Is the 80 hours expected on top of the 80 hours we already provide on an annual basis? If so, do they get to use those 80 hours from the government first? Would we be expected to roll over the additionally allocated hours from the government? We currently roll hours from the prior year to an employee "bank" for FMLA/COVID-19 leave.
Emergency Paid Sick Leave (EPSL) under FFCRA is provided in addition to any other paid leave provided under Federal, State or local law; an applicable collective bargaining agreement; or any company policy that provides paid time off to its employees. Therefore, if an employee is experiencing an EPSL-qualifying event, the employee is entitled to EPSL without it discriminating any other paid time off they may be entitled to. If the employee exhausts their 80 hours (10 days) of EPSL and continues to experience an EPSL-qualifying event, then an employee may use their company paid time off. FFCRA is currently scheduled to sunset on December 31, 2020; therefore, any remaining EPSL time that may exist at year's end is not expected to roll over into 2021. However, it is unclear whether this will change as the pandemic continues to evolve.
What is the best way to keep up with hours worked while hourly clerical employees are working from home?
The process of capturing and tracking hours worked by non-exempt employees really varies by employer and is highly dependent on the demographics and technology in the organization. HUB clients may speak with our technology consulting practice to explore various time-keeping options and systems.
If an employer requires an employee to travel for work, do they then have to pay for them to stay home and quarantine?
Yes, they do.
Now that child care centers are opening up in many areas of the country, can employers request employees to return to regular hours without having legal issues? As the FFCRA only mandates eligible employees who are unable to work (or telework) due to a need to care for their child when the school or place of care has been closed, or the regular childcare provider is unavailable may receive sick or FMLA pay.
If the employee's child care facility re-opens, then the employee presumably no longer has the inability to work or telework. In other words, the employee would be expected to return to work at their normal capacity.
Of note, the DOL clarified that a child care facility is considered "closed" for purposes of Emergency Paid Sick Leave and Emergency FMLA if the brick and mortar facility remains closed. Specifically, the DOL addressed schools that have moved to online instruction or other virtual model(s); while school may be in session virtually, if the school is physically closed, then the child's school is considered closed for purposes of EPSL/EFMLA, and an employee may be eligible for EPSL/EFMLA benefits.
I work for a Tribal entity and would like to know what is happening in Indian Country and how tribal entities could provide the best practices, policies and procedures, etc.
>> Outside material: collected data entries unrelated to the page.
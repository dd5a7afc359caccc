//! Data URL ユーティリティ
//!
//! 画像バイト列をJSONに埋め込める `data:<mime>;base64,...` 形式に変換する。

use base64::Engine as _;
use base64::engine::general_purpose::STANDARD;

/// バイト列から Data URL を生成
pub fn encode_data_url(mime_type: &str, bytes: &[u8]) -> String {
    format!("data:{};base64,{}", mime_type, STANDARD.encode(bytes))
}

/// Data URL から MIMEタイプを抽出
///
/// # Returns
/// `data:` で始まらない場合は None
pub fn extract_mime_type(data_url: &str) -> Option<&str> {
    let rest = data_url.strip_prefix("data:")?;
    let end = rest.find(|c| c == ';' || c == ',')?;
    Some(&rest[..end])
}

/// ログ出力用のペイロード種別（ペイロード本体は出さない）
///
/// `data:image/png` / `data:unknown` / `remote`
pub fn describe_payload(image_url: &str) -> String {
    if image_url.starts_with("data:") {
        match extract_mime_type(image_url) {
            Some(mime) if !mime.is_empty() => format!("data:{}", mime),
            _ => "data:unknown".to_string(),
        }
    } else {
        "remote".to_string()
    }
}
use axum::http::StatusCode;
use axum::response::{IntoResponse, Response};
use axum::Json;
use image_analysis_common::ErrorBody;
use thiserror::Error;

/// 入力エラー時にクライアントへ返すメッセージ
pub const MISSING_IMAGE_MESSAGE: &str = "Image URL is required";

/// 解析失敗時にクライアントへ返すメッセージ（詳細はログのみ）
pub const ANALYSIS_FAILED_MESSAGE: &str = "Failed to analyze image";

#[derive(Error, Debug)]
pub enum AppError {
    #[error("設定エラー: {0}")]
    Config(String),

    #[error("画像URLが指定されていません")]
    MissingImageUrl,

    #[error("API呼び出しエラー: {0}")]
    Upstream(String),

    #[error("APIから応答がありません")]
    EmptyResponse,

    #[error(transparent)]
    Parse(#[from] image_analysis_common::Error),

    #[error("解析エンドポイントエラー ({status}): {message}")]
    Endpoint { status: u16, message: String },

    #[error("HTTPエラー: {0}")]
    Http(#[from] reqwest::Error),

    #[error("IOエラー: {0}")]
    Io(#[from] std::io::Error),

    #[error("フォルダが見つかりません: {0}")]
    FolderNotFound(String),
}

impl AppError {
    /// HTTPステータス（入力エラーは400、それ以外は500）
    pub fn status(&self) -> StatusCode {
        match self {
            AppError::MissingImageUrl => StatusCode::BAD_REQUEST,
            _ => StatusCode::INTERNAL_SERVER_ERROR,
        }
    }

    /// クライアントへ返すメッセージ
    pub fn public_message(&self) -> &'static str {
        match self {
            AppError::MissingImageUrl => MISSING_IMAGE_MESSAGE,
            _ => ANALYSIS_FAILED_MESSAGE,
        }
    }
}

impl IntoResponse for AppError {
    fn into_response(self) -> Response {
        (self.status(), Json(ErrorBody::new(self.public_message()))).into_response()
    }
}

pub type Result<T> = std::result::Result<T, AppError>;
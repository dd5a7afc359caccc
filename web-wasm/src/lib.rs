//! Image Analysis Hub Web App (Leptos + WASM)

mod app;
mod batch;
mod components;
mod api;
mod export;

use wasm_bindgen::prelude::*;

#[wasm_bindgen(start)]
pub fn main() {
    console_error_panic_hook::set_once();
    leptos::mount::mount_to_body(app::App);
}
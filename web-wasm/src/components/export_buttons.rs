//! エクスポートボタンコンポーネント

use gloo::console;
use image_analysis_common::{build_store_csv, RecordStore};
use leptos::prelude::*;

use crate::export::csv_download::download_csv;

/// 全レコードのCSVダウンロード
#[component]
pub fn ExportButtons(store: RwSignal<RecordStore>) -> impl IntoView {
    let is_empty = move || store.with(|s| s.is_empty());

    let on_download_all = move |_| {
        let csv = store.with(build_store_csv);
        if let Err(e) = download_csv(&csv) {
            console::error!(format!("CSVダウンロード失敗: {:?}", e));
        }
    };

    view! {
        <div class="export-buttons">
            <button
                class="btn btn-primary"
                disabled=is_empty
                on:click=on_download_all
            >
                "Download All CSV"
            </button>
        </div>
    }
}
use anyhow::Context;
use clap::Parser;
use image_analysis_common::{RecordStore, CATEGORIES};
use image_analysis_hub::{cli, client, config, export, logging, scanner, server};
use cli::{Cli, Commands};
use config::Config;

#[tokio::main]
async fn main() -> anyhow::Result<()> {
    let cli = Cli::parse();
    let mut config = Config::from_env();

    let level = if cli.verbose { "debug" } else { config.log_level.as_str() };
    logging::init(level);

    match cli.command {
        Commands::Serve { bind, port, static_dir } => {
            if let Some(bind) = bind {
                config.bind_address = bind;
            }
            if let Some(port) = port {
                config.port = port;
            }

            println!("🖼  image-analyzer - 解析サーバ");
            println!("  http://{}:{}/api/analyze\n", config.bind_address, config.port);

            server::serve(&config, static_dir)
                .await
                .context("サーバが異常終了しました")?;
        }

        Commands::Analyze { paths, endpoint, output, no_csv } => {
            println!("🖼  image-analyzer - 一括解析\n");

            // 1. 画像収集
            println!("[1/3] 画像を読み込み中...");
            let files = scanner::collect_images(&paths)?;
            println!("✔ {}枚の画像を検出\n", files.len());

            if files.is_empty() {
                println!("解析する画像がありません");
                return Ok(());
            }

            // 2. 解析（全件同時）
            println!("[2/3] AI解析中... ({})", endpoint);
            let endpoint = client::HttpEndpoint::new(&endpoint);
            let mut store = RecordStore::new();
            let summary = client::run_batch_with_progress(&endpoint, files, &mut store).await;
            println!(
                "✔ 解析完了: 成功 {}件 / 失敗 {}件\n",
                summary.succeeded, summary.failed
            );

            client::print_groups(&store);

            // 3. CSV出力
            if no_csv || store.is_empty() {
                return Ok(());
            }
            println!("[3/3] CSVを保存中...");
            let output_dir = output.unwrap_or_else(export::default_output_dir);
            let path = export::write_store_csv(&store, &output_dir)?;
            println!("✔ CSV出力: {}", path.display());
        }

        Commands::Categories => {
            for category in CATEGORIES {
                println!("{:>3}  {}", category.id, category.name);
            }
        }

        Commands::Config { show } => {
            if show {
                println!("設定:");
                println!("  APIキー: {}", config.redacted_api_key());
                println!("  ベースURL: {}", config.base_url);
                println!("  バインド: {}:{}", config.bind_address, config.port);
                println!("  ログレベル: {}", config.log_level);
            } else {
                println!("--show で現在の設定を表示します");
            }
        }
    }

    Ok(())
}
pub mod export_buttons;
pub mod header;
pub mod loading_overlay;
pub mod result_tables;
pub mod upload_area;
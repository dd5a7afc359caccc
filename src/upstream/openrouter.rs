use std::time::Instant;

use async_trait::async_trait;
use image_analysis_common::prompts::{build_system_prompt, MAX_TOKENS, MODEL, TEMPERATURE, USER_PROMPT};
use reqwest::Client;
use serde::{Deserialize, Serialize};
use tracing::{debug, info};

use super::VisionModel;
use crate::config::{Config, DEFAULT_BASE_URL};
use crate::error::{AppError, Result};

/// OpenRouter（OpenAI互換 chat completions）経由のモデル
pub struct OpenRouterModel {
    client: Client,
    api_key: Option<String>,
    base_url: String,
    system_prompt: String,
}

impl OpenRouterModel {
    pub fn new(api_key: Option<String>) -> Self {
        Self {
            client: Client::new(),
            api_key,
            base_url: DEFAULT_BASE_URL.to_string(),
            system_prompt: build_system_prompt(),
        }
    }

    pub fn from_config(config: &Config) -> Self {
        Self::new(config.api_key.clone()).with_base_url(&config.base_url)
    }

    pub fn with_base_url(mut self, url: impl Into<String>) -> Self {
        self.base_url = url.into().trim_end_matches('/').to_string();
        self
    }

    fn request_body<'a>(&'a self, image_url: &'a str) -> ChatRequest<'a> {
        ChatRequest {
            model: MODEL,
            messages: vec![
                ChatMessage {
                    role: "user",
                    content: MessageContent::Parts(vec![
                        ContentPart::Text { text: USER_PROMPT },
                        ContentPart::ImageUrl {
                            image_url: ImageUrl { url: image_url },
                        },
                    ]),
                },
                ChatMessage {
                    role: "system",
                    content: MessageContent::Text(&self.system_prompt),
                },
            ],
            max_tokens: MAX_TOKENS,
            temperature: TEMPERATURE,
        }
    }
}

#[derive(Serialize)]
struct ChatRequest<'a> {
    model: &'a str,
    messages: Vec<ChatMessage<'a>>,
    max_tokens: u32,
    temperature: f32,
}

#[derive(Serialize)]
struct ChatMessage<'a> {
    role: &'static str,
    content: MessageContent<'a>,
}

#[derive(Serialize)]
#[serde(untagged)]
enum MessageContent<'a> {
    Text(&'a str),
    Parts(Vec<ContentPart<'a>>),
}

#[derive(Serialize)]
#[serde(tag = "type", rename_all = "snake_case")]
enum ContentPart<'a> {
    Text { text: &'a str },
    ImageUrl { image_url: ImageUrl<'a> },
}

#[derive(Serialize)]
struct ImageUrl<'a> {
    url: &'a str,
}

#[derive(Deserialize)]
struct ChatResponse {
    #[serde(default)]
    choices: Vec<Choice>,
}

#[derive(Deserialize)]
struct Choice {
    message: ResponseMessage,
}

#[derive(Deserialize)]
struct ResponseMessage {
    content: Option<String>,
}

/// 応答本文から最初の選択肢のテキストを取り出す（空なら EmptyResponse）
fn first_content(response: ChatResponse) -> Result<String> {
    response
        .choices
        .into_iter()
        .next()
        .and_then(|c| c.message.content)
        .filter(|c| !c.trim().is_empty())
        .ok_or(AppError::EmptyResponse)
}

#[async_trait]
impl VisionModel for OpenRouterModel {
    fn name(&self) -> &str {
        "openrouter"
    }

    async fn complete(&self, image_url: &str) -> Result<String> {
        let start = Instant::now();
        debug!(model = MODEL, "OpenRouterへ送信");

        let mut request = self
            .client
            .post(format!("{}/chat/completions", self.base_url))
            .json(&self.request_body(image_url));
        if let Some(key) = &self.api_key {
            request = request.bearer_auth(key);
        }

        let response = request
            .send()
            .await
            .map_err(|e| AppError::Upstream(e.to_string()))?;

        let status = response.status();
        if !status.is_success() {
            let body = response.text().await.unwrap_or_default();
            return Err(AppError::Upstream(format!("{}: {}", status, body)));
        }

        let chat: ChatResponse = response
            .json()
            .await
            .map_err(|e| AppError::Upstream(format!("応答の解析に失敗: {}", e)))?;

        let content = first_content(chat)?;
        info!(
            latency_ms = start.elapsed().as_millis() as u64,
            "OpenRouter応答受信"
        );
        Ok(content)
    }
}
//! APIレスポンスパーサー
//!
//! モデルが返すラベル付きテキストから4つのフィールドを抽出する。
//!
//! ```text
//! title="..." description="..." keys=[a,b,c] categoryId="5"
//! ```
//!
//! - ラベルは大文字小文字を区別し、英数字・`_` の直後には現れない
//! - `=` の前後の空白は許容、フィールドの順序は問わない（最初の出現を採用）
//! - 引用値の中では `\"` が `"`、`\\` が `\` になる。最初のエスケープされていない `"` で値が閉じる
//! - `keys=[...]` は最初の `]` までの空でない本文（改行を含んでよい）
//! - `categoryId` の値は数字のみ（引用符は任意）
//!
//! どれか1つでも欠けていればエラー。部分的な結果は返さない。

use crate::error::{Error, Result};
use crate::types::AnalysisResult;
use regex::Regex;

lazy_static::lazy_static! {
    static ref TITLE_RE: Regex = Regex::new(r#"(?:^|[^A-Za-z0-9_])title\s*=\s*""#).unwrap();
    static ref DESCRIPTION_RE: Regex = Regex::new(r#"(?:^|[^A-Za-z0-9_])description\s*=\s*""#).unwrap();
    static ref KEYS_RE: Regex = Regex::new(r"(?s)(?:^|[^A-Za-z0-9_])keys\s*=\s*\[(.+?)\]").unwrap();
    static ref CATEGORY_RE: Regex = Regex::new(r#"(?:^|[^A-Za-z0-9_])categoryId\s*=\s*"?(\d+)"?"#).unwrap();
}

/// ラベル付きレスポンスをパース
///
/// # Arguments
/// * `response` - モデルの出力テキスト
///
/// # Returns
/// * `Ok(AnalysisResult)` - 4フィールドすべて抽出できた場合（値はトリム済み、キーワードは正規化済み）
/// * `Err(Error::MissingField)` - いずれかのフィールドが見つからない、または空
/// * `Err(Error::Parse)` - categoryId が数値として扱えない
///
/// # Examples
/// ```
/// use image_analysis_common::parse_labelled_response;
///
/// let text = r#"title="Red fox" description="A fox in snow" keys=[fox, snow] categoryId="1""#;
/// let result = parse_labelled_response(text).unwrap();
/// assert_eq!(result.keywords, "fox,snow");
/// assert_eq!(result.category_id, Some(1));
/// ```
pub fn parse_labelled_response(response: &str) -> Result<AnalysisResult> {
    let title = quoted_field(response, &TITLE_RE, "title")?;
    let description = quoted_field(response, &DESCRIPTION_RE, "description")?;

    let raw_keys = KEYS_RE
        .captures(response)
        .and_then(|caps| caps.get(1))
        .map(|m| m.as_str())
        .ok_or_else(|| Error::MissingField("keys".into()))?;

    let category_digits = CATEGORY_RE
        .captures(response)
        .and_then(|caps| caps.get(1))
        .map(|m| m.as_str())
        .ok_or_else(|| Error::MissingField("categoryId".into()))?;
    let category_id: u32 = category_digits
        .parse()
        .map_err(|e| Error::Parse(format!("categoryId {}: {}", category_digits, e)))?;

    Ok(AnalysisResult {
        title,
        description,
        keywords: normalize_keywords(raw_keys),
        category_id: Some(category_id),
    })
}

/// キーワード文字列を正規化
///
/// カンマで分割 → `"` を削除 → 前後の空白を除去 → 空要素を除外 → カンマで連結。
/// 順序と重複はそのまま保持する。
pub fn normalize_keywords(raw: &str) -> String {
    raw.split(',')
        .map(|k| k.replace('"', "").trim().to_string())
        .filter(|k| !k.is_empty())
        .collect::<Vec<_>>()
        .join(",")
}

fn quoted_field(response: &str, label: &Regex, name: &str) -> Result<String> {
    let start = label
        .find(response)
        .map(|m| m.end())
        .ok_or_else(|| Error::MissingField(name.into()))?;

    let value = read_quoted(&response[start..])
        .ok_or_else(|| Error::MissingField(name.into()))?;

    let value = value.trim();
    if value.is_empty() {
        return Err(Error::MissingField(name.into()));
    }
    Ok(value.to_string())
}

/// 開き引用符の直後から閉じ引用符までを読む（閉じていなければ None）
fn read_quoted(rest: &str) -> Option<String> {
    let mut value = String::new();
    let mut chars = rest.chars();

    while let Some(c) = chars.next() {
        match c {
            '"' => return Some(value),
            '\\' => match chars.next()? {
                next @ ('"' | '\\') => value.push(next),
                other => {
                    value.push('\\');
                    value.push(other);
                }
            },
            _ => value.push(c),
        }
    }

    None
}
//! 1バッチ分の並行解析
//!
//! 各ファイルは決着した順に `on_settled` へ渡される。未完了バッチ数は
//! バッチ全体が決着するまで減らない。

use std::future::Future;

use futures::stream::{FuturesUnordered, StreamExt};
use leptos::prelude::*;

/// 未完了バッチ数のカウンタ
pub trait PendingCounter {
    fn begin(&self);
    fn end(&self);
}

impl PendingCounter for RwSignal<u32> {
    fn begin(&self) {
        self.update(|n| *n += 1);
    }

    fn end(&self) {
        self.update(|n| *n = n.saturating_sub(1));
    }
}

/// バッチの集計
#[derive(Debug, Clone, Copy, Default, PartialEq, Eq)]
pub struct BatchSummary {
    pub succeeded: usize,
    pub failed: usize,
}

/// 全件を同時に処理し、すべて決着してから戻る
///
/// 1件の失敗は他の件に影響しない。
pub async fn run_batch<T, R, F, Fut, S>(
    items: Vec<T>,
    counter: &impl PendingCounter,
    analyze: F,
    mut on_settled: S,
) -> BatchSummary
where
    F: Fn(T) -> Fut,
    Fut: Future<Output = Result<R, String>>,
    S: FnMut(Result<R, String>),
{
    let mut summary = BatchSummary::default();
    if items.is_empty() {
        return summary;
    }

    counter.begin();

    let mut pending: FuturesUnordered<Fut> = items.into_iter().map(&analyze).collect();
    while let Some(result) = pending.next().await {
        if result.is_ok() {
            summary.succeeded += 1;
        } else {
            summary.failed += 1;
        }
        on_settled(result);
    }

    counter.end();
    summary
}

#[cfg(test)]
mod tests {
    use super::*;
    use futures::executor::block_on;
    use std::cell::{Cell, RefCell};

    #[derive(Default)]
    struct CellCounter(Cell<u32>);

    impl PendingCounter for CellCounter {
        fn begin(&self) {
            self.0.set(self.0.get() + 1);
        }

        fn end(&self) {
            self.0.set(self.0.get() - 1);
        }
    }

    async fn fake_analyze(i: u32) -> Result<u32, String> {
        if i == 2 {
            Err(format!("{}: Failed to analyze image", i))
        } else {
            Ok(i * 10)
        }
    }

    #[test]
    fn test_failure_only_drops_its_own_item() {
        let counter = CellCounter::default();
        let mut ok = Vec::new();

        let summary = block_on(run_batch(
            (0..5).collect(),
            &counter,
            fake_analyze,
            |result| {
                if let Ok(v) = result {
                    ok.push(v);
                }
            },
        ));

        assert_eq!(summary, BatchSummary { succeeded: 4, failed: 1 });
        ok.sort();
        assert_eq!(ok, vec![0, 10, 30, 40]);
    }

    #[test]
    fn test_counter_held_until_every_item_settles() {
        let counter = CellCounter::default();
        let seen = RefCell::new(Vec::new());

        block_on(run_batch((0..4).collect(), &counter, fake_analyze, |_| {
            seen.borrow_mut().push(counter.0.get());
        }));

        // 各件の決着時点ではまだ未完了扱い
        assert_eq!(*seen.borrow(), vec![1, 1, 1, 1]);
        assert_eq!(counter.0.get(), 0);
    }

    #[test]
    fn test_empty_batch_leaves_counter_alone() {
        let counter = CellCounter::default();
        let summary = block_on(run_batch(Vec::<u32>::new(), &counter, fake_analyze, |_| {
            panic!("空のバッチで呼ばれるべきでない")
        }));

        assert_eq!(summary, BatchSummary::default());
        assert_eq!(counter.0.get(), 0);
    }
}

#[cfg(all(target_arch = "wasm32", test))]
mod wasm_tests {
    use super::*;
    use wasm_bindgen_test::*;

    wasm_bindgen_test_configure!(run_in_browser);

    #[wasm_bindgen_test]
    async fn wasm_signal_counter_returns_to_zero() {
        let pending = RwSignal::new(0u32);
        let observed = RwSignal::new(Vec::<u32>::new());

        run_batch(
            vec![1u32, 2, 3],
            &pending,
            |i| async move { if i == 2 { Err("x".to_string()) } else { Ok(i) } },
            |_| observed.update(|v| v.push(pending.get_untracked())),
        )
        .await;

        assert_eq!(observed.get_untracked(), vec![1, 1, 1]);
        assert_eq!(pending.get_untracked(), 0);
    }
}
Indian Country is one of the most greatly impacted segments of the population, and therefore are encouraged to follow the guidelines developed by the CDC and OSHA to develop policies and procedures that address the needs of tribal members and employees in their commercial enterprises as they return safely to work. Tribal plans are also encouraged to maximize the use of their clinics (when applicable), to address the healthcare needs of their tribal members, and ensure their group health plans are amended to include access to COVID-19 testing and screening as required under the CARES Act.